Work required:
Scan the lines below for the string "names". Reply with how many match, and no other words.

(Stored data entries)

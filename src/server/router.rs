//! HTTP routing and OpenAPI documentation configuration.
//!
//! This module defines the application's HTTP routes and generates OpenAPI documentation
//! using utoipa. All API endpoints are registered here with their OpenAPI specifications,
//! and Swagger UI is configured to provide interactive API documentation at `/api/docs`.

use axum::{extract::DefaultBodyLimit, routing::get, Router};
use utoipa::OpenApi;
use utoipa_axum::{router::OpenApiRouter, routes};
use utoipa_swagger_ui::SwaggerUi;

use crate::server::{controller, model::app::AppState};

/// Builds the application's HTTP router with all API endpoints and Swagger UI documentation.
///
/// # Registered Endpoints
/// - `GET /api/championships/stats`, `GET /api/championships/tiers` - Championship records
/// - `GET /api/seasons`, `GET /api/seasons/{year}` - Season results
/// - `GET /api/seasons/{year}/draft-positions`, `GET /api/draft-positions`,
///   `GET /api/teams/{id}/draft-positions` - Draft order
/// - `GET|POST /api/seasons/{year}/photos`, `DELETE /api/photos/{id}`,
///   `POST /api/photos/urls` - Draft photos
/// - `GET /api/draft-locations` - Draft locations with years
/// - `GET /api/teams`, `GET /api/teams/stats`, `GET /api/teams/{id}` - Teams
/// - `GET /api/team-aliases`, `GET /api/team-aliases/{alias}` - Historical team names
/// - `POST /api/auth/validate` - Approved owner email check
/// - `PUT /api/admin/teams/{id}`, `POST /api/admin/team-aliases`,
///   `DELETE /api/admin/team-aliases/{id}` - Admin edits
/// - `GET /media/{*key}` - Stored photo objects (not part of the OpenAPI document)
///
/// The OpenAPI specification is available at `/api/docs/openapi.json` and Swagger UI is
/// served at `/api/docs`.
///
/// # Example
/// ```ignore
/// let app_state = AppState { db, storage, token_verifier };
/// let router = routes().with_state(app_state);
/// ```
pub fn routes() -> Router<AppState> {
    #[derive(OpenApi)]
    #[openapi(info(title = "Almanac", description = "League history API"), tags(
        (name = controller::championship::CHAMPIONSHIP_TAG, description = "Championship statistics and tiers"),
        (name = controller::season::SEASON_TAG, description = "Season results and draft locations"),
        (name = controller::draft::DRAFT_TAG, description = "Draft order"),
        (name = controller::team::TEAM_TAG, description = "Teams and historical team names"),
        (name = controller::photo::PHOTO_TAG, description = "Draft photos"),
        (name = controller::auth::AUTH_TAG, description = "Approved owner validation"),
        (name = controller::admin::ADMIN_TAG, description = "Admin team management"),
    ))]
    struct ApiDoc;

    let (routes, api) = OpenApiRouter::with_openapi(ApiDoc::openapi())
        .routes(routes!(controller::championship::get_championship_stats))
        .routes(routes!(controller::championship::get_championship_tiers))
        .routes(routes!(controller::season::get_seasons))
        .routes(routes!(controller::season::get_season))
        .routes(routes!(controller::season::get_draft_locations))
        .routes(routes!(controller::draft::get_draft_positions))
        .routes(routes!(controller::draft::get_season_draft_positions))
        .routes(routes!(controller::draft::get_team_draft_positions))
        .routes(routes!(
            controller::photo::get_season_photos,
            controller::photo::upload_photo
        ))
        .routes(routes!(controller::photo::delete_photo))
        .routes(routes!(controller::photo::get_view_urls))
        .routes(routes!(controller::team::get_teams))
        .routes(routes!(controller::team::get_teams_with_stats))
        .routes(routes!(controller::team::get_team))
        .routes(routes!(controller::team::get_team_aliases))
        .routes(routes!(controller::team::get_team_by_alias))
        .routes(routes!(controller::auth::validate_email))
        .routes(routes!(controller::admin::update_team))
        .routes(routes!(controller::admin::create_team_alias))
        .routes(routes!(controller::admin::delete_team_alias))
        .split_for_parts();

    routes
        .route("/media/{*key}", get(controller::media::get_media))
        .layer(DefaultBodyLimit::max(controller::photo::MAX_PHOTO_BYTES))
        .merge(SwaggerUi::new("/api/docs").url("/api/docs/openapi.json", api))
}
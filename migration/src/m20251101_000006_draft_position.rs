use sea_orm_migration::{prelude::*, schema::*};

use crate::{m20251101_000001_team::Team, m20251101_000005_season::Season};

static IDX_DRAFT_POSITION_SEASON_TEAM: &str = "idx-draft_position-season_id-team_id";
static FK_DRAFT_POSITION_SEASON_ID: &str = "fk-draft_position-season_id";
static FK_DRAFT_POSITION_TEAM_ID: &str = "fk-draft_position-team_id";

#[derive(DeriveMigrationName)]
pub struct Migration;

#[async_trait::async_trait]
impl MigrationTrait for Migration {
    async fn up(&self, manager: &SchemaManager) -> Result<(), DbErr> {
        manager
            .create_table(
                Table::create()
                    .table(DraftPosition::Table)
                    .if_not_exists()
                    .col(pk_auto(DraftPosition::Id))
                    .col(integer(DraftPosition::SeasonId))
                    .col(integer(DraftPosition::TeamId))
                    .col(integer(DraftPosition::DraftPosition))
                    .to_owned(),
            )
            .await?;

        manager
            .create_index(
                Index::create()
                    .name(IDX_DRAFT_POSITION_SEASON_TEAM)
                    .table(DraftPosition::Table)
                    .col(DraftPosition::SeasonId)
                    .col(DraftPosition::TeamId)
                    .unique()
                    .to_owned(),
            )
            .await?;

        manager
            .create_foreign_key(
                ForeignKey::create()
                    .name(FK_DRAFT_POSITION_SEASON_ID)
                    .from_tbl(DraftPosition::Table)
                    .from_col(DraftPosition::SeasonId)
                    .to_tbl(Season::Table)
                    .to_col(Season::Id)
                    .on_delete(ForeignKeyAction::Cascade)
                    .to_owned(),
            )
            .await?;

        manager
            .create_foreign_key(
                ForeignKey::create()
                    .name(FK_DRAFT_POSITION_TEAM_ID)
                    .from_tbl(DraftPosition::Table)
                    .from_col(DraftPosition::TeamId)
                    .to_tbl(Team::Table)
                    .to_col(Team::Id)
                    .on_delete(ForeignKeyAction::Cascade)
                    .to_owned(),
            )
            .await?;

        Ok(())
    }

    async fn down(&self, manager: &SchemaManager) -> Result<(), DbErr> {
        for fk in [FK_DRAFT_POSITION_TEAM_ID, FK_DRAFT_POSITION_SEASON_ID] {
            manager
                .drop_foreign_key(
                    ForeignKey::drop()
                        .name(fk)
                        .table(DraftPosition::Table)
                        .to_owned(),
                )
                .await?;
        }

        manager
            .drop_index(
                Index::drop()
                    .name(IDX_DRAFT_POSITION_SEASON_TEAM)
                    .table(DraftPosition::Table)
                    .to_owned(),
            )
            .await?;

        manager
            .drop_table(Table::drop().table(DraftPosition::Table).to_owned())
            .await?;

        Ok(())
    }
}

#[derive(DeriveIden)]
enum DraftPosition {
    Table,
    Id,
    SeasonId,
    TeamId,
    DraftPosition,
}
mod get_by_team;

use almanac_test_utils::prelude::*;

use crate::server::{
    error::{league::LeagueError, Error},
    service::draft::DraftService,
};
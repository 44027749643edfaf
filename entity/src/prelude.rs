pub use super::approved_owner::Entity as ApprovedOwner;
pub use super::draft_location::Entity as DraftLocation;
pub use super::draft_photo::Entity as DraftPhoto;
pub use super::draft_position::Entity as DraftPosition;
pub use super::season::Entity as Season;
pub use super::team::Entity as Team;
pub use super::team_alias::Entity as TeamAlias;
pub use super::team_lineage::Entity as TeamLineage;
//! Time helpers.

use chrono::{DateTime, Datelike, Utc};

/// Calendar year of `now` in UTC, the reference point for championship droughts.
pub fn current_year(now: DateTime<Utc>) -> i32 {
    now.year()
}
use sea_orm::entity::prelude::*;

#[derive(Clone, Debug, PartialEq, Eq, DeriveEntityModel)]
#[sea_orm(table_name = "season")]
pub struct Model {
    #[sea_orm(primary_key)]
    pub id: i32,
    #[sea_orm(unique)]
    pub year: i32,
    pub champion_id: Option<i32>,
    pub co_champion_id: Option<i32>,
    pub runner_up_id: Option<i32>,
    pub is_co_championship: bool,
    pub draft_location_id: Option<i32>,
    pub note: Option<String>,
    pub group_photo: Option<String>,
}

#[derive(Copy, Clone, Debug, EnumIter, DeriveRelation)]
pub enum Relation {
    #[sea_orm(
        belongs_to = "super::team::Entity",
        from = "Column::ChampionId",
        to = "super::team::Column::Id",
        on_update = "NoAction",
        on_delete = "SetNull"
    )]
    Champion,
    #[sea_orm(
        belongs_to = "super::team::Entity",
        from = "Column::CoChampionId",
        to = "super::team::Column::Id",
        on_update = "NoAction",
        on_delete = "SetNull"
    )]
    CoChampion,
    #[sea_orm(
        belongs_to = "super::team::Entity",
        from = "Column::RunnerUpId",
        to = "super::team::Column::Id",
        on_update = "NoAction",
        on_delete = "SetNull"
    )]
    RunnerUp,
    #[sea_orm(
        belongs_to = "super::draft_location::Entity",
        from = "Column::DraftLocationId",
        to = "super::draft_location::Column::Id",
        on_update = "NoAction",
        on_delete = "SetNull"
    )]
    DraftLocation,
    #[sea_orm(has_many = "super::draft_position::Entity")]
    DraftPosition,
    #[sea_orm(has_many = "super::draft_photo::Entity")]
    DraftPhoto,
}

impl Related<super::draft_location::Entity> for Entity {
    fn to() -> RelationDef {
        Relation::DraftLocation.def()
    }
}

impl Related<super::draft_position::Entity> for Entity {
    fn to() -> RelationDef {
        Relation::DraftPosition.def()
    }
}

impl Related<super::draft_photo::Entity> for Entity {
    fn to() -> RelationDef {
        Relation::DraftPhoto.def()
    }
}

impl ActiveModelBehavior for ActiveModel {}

Task result:
2